■ **DIRECTIONS**
Record by record, give the entire listing again exactly.

-*-*-

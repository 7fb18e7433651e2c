//! Key-based grouping.
//!
//! Both functions return a `HashMap`, so key order is unspecified.

use std::collections::hash_map::Entry;
use std::collections::HashMap;
use std::hash::Hash;

/// Maps each key produced by `key_fn` to the first element that produced it.
///
/// Later elements with an already-seen key are discarded.
pub fn group_by_uniq<T, K, F>(elems: &[T], mut key_fn: F) -> HashMap<K, T>
where
    T: Clone,
    K: Eq + Hash,
    F: FnMut(&T) -> K,
{
    let mut out = HashMap::new();
    for elem in elems {
        if let Entry::Vacant(slot) = out.entry(key_fn(elem)) {
            slot.insert(elem.clone());
        }
    }
    out
}

/// Maps each key produced by `key_fn` to every element that produced it, in input order.
pub fn group_by<T, K, F>(elems: &[T], mut key_fn: F) -> HashMap<K, Vec<T>>
where
    T: Clone,
    K: Eq + Hash,
    F: FnMut(&T) -> K,
{
    let mut out: HashMap<K, Vec<T>> = HashMap::new();
    for elem in elems {
        out.entry(key_fn(elem)).or_default().push(elem.clone());
    }
    out
}
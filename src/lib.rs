//! `seq-transforms` is a small library of eager, functional-style transforms over slices:
//! map, filter, flat-map, grouping, deduplication and chunking.
//!
//! Every transform takes `&[T]`, never mutates it, and returns a freshly allocated container.
//! There is no laziness, no parallelism and no shared state. An absent input is the empty slice,
//! so `None::<&[T]>.unwrap_or_default()` and `&[]` behave identically.
//!
//! ## Modules
//!
//! - [`processing`]: the pure transforms
//! - [`execution`]: an engine that runs the same transforms with observer hooks and metrics
//! - [`error`]: error types for position-reporting fallible transforms
//!
//! ## Quick example
//!
//! ```rust
//! use seq_transforms::processing::{chunk, group_by, map_e, uniq};
//!
//! let words = ["apple", "avocado", "banana", "apple", "cherry"];
//!
//! assert_eq!(uniq(&words), vec!["apple", "avocado", "banana", "cherry"]);
//!
//! let by_initial = group_by(&words, |w| w.chars().next());
//! assert_eq!(by_initial[&Some('a')], vec!["apple", "avocado", "apple"]);
//!
//! assert_eq!(chunk(&words, 2).len(), 3);
//!
//! // The first failing element aborts the whole map; its error is returned untouched.
//! let parsed: Result<Vec<i32>, _> = map_e(&["1", "2", "three", "4"], |s| s.parse::<i32>());
//! assert!(parsed.is_err());
//! ```
//!
//! ## Observed execution
//!
//! ```rust
//! use std::sync::Arc;
//! use seq_transforms::execution::{TracingObserver, TransformEngine, TransformOptions};
//!
//! let engine = TransformEngine::new(TransformOptions {
//!     chunk_size: 3,
//!     label: Some("demo".to_string()),
//! })
//! .with_observer(Arc::new(TracingObserver));
//!
//! let chunks = engine.chunk(&["a", "b", "c", "d", "e", "f", "g"]);
//! assert_eq!(chunks, vec![vec!["a", "b", "c"], vec!["d", "e", "f"], vec!["g"]]);
//! assert_eq!(engine.metrics().snapshot().runs, 1);
//! ```

pub mod error;
pub mod execution;
pub mod processing;

pub use error::{ElementError, ElementResult};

-*-*-

■ **EXERCISE OUTPUT**
repository 7fb18e7433651e2c
//! Key-based grouping.
//!
//! Both functions return a `HashMap`, so key order is unspecified.

use std::collections::hash_map::Entry;
use std::collections::HashMap;
use std::hash::Hash;

/// Maps each key produced by `key_fn` to the first element that produced it.
///
/// Later elements with an already-seen key are discarded.
pub fn group_by_uniq<T, K, F>(elems: &[T], mut key_fn: F) -> HashMap<K, T>
where
    T: Clone,
    K: Eq + Hash,
    F: FnMut(&T) -> K,
{
    let mut out = HashMap::new();
    for elem in elems {
        if let Entry::Vacant(slot) = out.entry(key_fn(elem)) {
            slot.insert(elem.clone());
        }
    }
    out
}

/// Maps each key produced by `key_fn` to every element that produced it, in input order.
pub fn group_by<T, K, F>(elems: &[T], mut key_fn: F) -> HashMap<K, Vec<T>>
where
    T: Clone,
    K: Eq + Hash,
    F: FnMut(&T) -> K,
{
    let mut out: HashMap<K, Vec<T>> = HashMap::new();
    for elem in elems {
        out.entry(key_fn(elem)).or_default().push(elem.clone());
    }
    out
}
filename src/lib.rs
//! `seq-transforms` is a small library of eager, functional-style transforms over slices:
//! map, filter, flat-map, grouping, deduplication and chunking.
//!
//! Every transform takes `&[T]`, never mutates it, and returns a freshly allocated container.
//! There is no laziness, no parallelism and no shared state. An absent input is the empty slice,
//! so `None::<&[T]>.unwrap_or_default()` and `&[]` behave identically.
//!
//! ## Modules
//!
//! - [`processing`]: the pure transforms
//! - [`execution`]: an engine that runs the same transforms with observer hooks and metrics
//! - [`error`]: error types for position-reporting fallible transforms
//!
//! ## Quick example
//!
//! ```rust
//! use seq_transforms::processing::{chunk, group_by, map_e, uniq};
//!
//! let words = ["apple", "avocado", "banana", "apple", "cherry"];
//!
//! assert_eq!(uniq(&words), vec!["apple", "avocado", "banana", "cherry"]);
//!
//! let by_initial = group_by(&words, |w| w.chars().next());
//! assert_eq!(by_initial[&Some('a')], vec!["apple", "avocado", "apple"]);
//!
//! assert_eq!(chunk(&words, 2).len(), 3);
//!
//! // The first failing element aborts the whole map; its error is returned untouched.
//! let parsed: Result<Vec<i32>, _> = map_e(&["1", "2", "three", "4"], |s| s.parse::<i32>());
//! assert!(parsed.is_err());
//! ```
//!
//! ## Observed execution
//!
//! ```rust
//! use std::sync::Arc;
//! use seq_transforms::execution::{TracingObserver, TransformEngine, TransformOptions};
//!
//! let engine = TransformEngine::new(TransformOptions {
//!     chunk_size: 3,
//!     label: Some("demo".to_string()),
//! })
//! .with_observer(Arc::new(TracingObserver));
//!
//! let chunks = engine.chunk(&["a", "b", "c", "d", "e", "f", "g"]);
//! assert_eq!(chunks, vec![vec!["a", "b", "c"], vec!["d", "e", "f"], vec!["g"]]);
//! assert_eq!(engine.metrics().snapshot().runs, 1);
//! ```

pub mod error;
pub mod execution;
pub mod processing;

pub use error::{ElementError, ElementResult};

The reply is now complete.